[What you need to do]:
Copy every line of the records that includes the word "source".

Input data section start

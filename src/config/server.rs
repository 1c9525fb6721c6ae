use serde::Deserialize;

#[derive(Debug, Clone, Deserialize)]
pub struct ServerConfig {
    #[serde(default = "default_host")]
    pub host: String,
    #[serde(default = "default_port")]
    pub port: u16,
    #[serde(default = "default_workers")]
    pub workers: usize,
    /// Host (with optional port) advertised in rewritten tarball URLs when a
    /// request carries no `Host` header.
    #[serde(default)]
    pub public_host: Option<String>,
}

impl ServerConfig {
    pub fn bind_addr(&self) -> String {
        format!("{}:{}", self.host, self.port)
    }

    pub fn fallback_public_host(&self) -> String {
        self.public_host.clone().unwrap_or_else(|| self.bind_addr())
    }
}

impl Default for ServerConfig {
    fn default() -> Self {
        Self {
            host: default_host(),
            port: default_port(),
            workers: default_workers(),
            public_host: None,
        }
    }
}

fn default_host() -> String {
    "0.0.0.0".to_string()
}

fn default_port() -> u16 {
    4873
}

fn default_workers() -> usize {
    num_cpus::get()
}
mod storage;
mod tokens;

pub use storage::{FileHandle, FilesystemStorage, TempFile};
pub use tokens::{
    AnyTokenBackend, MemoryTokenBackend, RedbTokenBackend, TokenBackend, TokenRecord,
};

Input data section end
Input data section start

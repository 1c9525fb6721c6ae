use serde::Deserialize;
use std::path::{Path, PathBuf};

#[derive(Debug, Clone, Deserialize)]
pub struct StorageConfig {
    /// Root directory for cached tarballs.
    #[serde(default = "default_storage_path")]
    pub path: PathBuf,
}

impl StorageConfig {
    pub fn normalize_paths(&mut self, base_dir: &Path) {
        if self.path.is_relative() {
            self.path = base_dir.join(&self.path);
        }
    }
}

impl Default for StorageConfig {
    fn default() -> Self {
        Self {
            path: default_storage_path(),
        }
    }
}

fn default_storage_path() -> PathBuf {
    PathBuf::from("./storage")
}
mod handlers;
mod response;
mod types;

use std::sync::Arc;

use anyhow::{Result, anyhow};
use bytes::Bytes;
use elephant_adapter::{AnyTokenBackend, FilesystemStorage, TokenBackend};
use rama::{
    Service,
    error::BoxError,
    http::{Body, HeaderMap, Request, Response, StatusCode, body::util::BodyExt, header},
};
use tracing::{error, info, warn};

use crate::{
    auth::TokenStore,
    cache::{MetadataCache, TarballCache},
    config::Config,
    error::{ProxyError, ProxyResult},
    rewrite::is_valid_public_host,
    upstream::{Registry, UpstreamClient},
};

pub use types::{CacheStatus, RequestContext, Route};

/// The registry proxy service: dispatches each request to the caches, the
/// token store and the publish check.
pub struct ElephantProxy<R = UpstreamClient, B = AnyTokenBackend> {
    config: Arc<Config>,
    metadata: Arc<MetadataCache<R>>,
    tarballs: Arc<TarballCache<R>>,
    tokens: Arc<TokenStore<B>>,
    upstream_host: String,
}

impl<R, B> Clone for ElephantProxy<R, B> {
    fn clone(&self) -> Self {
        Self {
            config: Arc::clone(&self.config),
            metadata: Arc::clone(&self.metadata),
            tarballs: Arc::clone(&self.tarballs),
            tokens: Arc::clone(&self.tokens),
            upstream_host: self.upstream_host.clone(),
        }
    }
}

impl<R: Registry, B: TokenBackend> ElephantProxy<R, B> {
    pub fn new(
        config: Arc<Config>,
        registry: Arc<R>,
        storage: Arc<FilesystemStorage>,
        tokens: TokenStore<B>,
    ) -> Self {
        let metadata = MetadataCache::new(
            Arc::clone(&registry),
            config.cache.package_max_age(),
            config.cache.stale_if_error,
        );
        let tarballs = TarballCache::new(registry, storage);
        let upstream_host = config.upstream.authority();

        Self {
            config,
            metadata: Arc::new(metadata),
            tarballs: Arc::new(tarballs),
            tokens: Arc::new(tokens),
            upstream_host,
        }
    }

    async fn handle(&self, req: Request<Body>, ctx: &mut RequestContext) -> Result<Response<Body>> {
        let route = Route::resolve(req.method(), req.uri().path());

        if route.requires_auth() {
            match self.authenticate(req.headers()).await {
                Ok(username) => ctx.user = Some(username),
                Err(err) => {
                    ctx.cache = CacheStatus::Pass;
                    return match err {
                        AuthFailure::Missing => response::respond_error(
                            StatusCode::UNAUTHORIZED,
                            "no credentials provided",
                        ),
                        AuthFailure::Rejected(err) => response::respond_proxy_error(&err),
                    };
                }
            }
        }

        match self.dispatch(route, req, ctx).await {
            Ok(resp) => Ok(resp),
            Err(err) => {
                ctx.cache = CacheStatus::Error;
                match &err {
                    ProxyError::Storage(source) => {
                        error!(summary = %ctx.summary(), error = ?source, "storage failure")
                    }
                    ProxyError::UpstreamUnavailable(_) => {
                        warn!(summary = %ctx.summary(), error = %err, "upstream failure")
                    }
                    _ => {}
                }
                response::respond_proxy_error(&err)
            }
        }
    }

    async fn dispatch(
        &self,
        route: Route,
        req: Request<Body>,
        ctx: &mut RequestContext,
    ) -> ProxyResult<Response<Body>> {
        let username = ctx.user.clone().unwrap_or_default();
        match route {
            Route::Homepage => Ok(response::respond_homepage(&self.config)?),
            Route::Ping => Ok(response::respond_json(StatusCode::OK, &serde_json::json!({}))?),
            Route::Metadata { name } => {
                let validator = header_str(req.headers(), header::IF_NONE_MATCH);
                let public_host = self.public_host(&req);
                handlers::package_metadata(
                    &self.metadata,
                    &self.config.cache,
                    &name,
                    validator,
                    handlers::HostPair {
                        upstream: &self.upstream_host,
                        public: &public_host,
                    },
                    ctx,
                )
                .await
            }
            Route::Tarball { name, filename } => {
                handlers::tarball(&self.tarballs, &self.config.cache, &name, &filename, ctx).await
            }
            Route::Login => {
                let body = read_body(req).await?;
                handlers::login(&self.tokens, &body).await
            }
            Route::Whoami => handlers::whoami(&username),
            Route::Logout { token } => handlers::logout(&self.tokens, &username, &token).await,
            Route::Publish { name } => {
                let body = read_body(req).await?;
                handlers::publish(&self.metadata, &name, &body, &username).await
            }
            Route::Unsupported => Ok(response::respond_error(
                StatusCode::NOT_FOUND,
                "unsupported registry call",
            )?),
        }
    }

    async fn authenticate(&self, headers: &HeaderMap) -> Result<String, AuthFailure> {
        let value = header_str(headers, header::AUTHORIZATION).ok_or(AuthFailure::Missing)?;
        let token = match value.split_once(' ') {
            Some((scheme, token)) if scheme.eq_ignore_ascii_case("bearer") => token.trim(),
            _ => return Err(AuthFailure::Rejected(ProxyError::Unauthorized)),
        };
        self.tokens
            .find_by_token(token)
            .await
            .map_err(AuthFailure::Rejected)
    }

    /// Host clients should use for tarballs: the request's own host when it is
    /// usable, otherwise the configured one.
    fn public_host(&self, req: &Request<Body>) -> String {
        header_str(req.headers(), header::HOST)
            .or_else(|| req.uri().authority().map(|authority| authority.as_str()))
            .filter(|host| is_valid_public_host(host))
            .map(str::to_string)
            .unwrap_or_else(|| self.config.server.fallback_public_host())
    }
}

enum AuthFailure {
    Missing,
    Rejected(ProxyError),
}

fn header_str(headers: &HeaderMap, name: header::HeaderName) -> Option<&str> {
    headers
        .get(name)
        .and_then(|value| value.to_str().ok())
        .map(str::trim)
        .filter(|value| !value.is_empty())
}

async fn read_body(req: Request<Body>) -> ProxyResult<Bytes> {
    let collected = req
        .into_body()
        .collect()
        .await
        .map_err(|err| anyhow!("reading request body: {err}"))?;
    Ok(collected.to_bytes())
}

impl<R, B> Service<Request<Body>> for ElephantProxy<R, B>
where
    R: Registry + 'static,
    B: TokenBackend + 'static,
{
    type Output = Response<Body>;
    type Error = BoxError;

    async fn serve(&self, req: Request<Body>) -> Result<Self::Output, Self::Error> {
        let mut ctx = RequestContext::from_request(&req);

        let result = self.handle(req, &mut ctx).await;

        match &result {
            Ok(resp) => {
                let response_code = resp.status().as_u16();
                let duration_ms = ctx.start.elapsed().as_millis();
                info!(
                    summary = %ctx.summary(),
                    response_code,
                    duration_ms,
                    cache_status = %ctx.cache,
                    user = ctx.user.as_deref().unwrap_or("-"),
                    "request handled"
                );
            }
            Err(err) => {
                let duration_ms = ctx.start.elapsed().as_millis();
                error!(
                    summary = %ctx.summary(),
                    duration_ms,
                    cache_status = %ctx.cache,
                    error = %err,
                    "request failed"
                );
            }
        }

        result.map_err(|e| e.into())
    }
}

Input data section end
Input data section start

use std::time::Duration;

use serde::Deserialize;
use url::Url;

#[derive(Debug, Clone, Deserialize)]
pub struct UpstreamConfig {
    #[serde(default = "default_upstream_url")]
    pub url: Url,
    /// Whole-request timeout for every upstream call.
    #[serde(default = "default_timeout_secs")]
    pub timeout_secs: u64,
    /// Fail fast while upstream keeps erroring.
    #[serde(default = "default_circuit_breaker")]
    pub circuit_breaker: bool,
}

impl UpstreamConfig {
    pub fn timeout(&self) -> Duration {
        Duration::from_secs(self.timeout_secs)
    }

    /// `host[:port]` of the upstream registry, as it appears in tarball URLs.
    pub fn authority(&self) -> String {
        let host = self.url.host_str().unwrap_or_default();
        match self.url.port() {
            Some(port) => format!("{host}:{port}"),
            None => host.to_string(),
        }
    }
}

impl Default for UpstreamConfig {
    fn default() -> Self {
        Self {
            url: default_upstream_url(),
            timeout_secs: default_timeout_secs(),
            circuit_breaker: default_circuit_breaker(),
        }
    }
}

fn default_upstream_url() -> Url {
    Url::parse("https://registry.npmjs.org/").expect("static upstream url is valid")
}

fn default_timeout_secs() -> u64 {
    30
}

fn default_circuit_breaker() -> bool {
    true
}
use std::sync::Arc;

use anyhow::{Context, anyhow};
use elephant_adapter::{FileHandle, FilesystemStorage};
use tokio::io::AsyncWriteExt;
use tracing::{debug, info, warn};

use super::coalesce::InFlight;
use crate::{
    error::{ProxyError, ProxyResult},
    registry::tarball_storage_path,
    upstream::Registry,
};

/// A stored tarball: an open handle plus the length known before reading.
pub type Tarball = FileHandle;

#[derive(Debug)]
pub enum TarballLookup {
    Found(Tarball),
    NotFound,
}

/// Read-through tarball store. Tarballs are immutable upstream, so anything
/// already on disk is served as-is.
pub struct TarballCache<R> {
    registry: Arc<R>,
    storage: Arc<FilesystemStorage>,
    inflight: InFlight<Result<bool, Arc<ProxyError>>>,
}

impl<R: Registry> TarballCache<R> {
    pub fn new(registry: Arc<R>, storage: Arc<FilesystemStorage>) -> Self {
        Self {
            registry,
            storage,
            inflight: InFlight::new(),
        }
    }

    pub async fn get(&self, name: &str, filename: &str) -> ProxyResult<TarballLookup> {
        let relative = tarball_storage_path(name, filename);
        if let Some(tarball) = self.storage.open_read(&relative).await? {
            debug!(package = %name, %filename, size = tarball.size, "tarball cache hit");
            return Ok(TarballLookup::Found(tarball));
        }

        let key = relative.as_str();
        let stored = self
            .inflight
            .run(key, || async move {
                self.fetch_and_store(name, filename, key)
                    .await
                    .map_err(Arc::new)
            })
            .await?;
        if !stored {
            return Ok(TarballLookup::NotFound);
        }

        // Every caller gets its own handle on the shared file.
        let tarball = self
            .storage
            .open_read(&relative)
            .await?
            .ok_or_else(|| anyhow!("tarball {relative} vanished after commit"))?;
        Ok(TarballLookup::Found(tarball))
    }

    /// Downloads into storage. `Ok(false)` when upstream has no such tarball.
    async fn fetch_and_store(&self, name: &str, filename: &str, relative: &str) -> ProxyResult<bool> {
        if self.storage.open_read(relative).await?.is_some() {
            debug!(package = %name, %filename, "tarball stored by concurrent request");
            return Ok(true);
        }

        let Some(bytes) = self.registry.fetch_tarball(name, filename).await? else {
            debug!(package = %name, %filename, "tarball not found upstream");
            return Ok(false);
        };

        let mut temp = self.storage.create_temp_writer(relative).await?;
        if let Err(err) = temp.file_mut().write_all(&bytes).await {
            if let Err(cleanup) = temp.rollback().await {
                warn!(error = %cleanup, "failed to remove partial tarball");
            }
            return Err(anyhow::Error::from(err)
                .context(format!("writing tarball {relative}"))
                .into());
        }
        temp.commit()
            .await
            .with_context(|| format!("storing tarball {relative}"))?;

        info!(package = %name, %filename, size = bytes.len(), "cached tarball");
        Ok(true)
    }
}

Input data section end

[Response area]:
                    ProxyError::Storage(source) => {
                        error!(summary = %ctx.summary(), error = ?source, "storage failure")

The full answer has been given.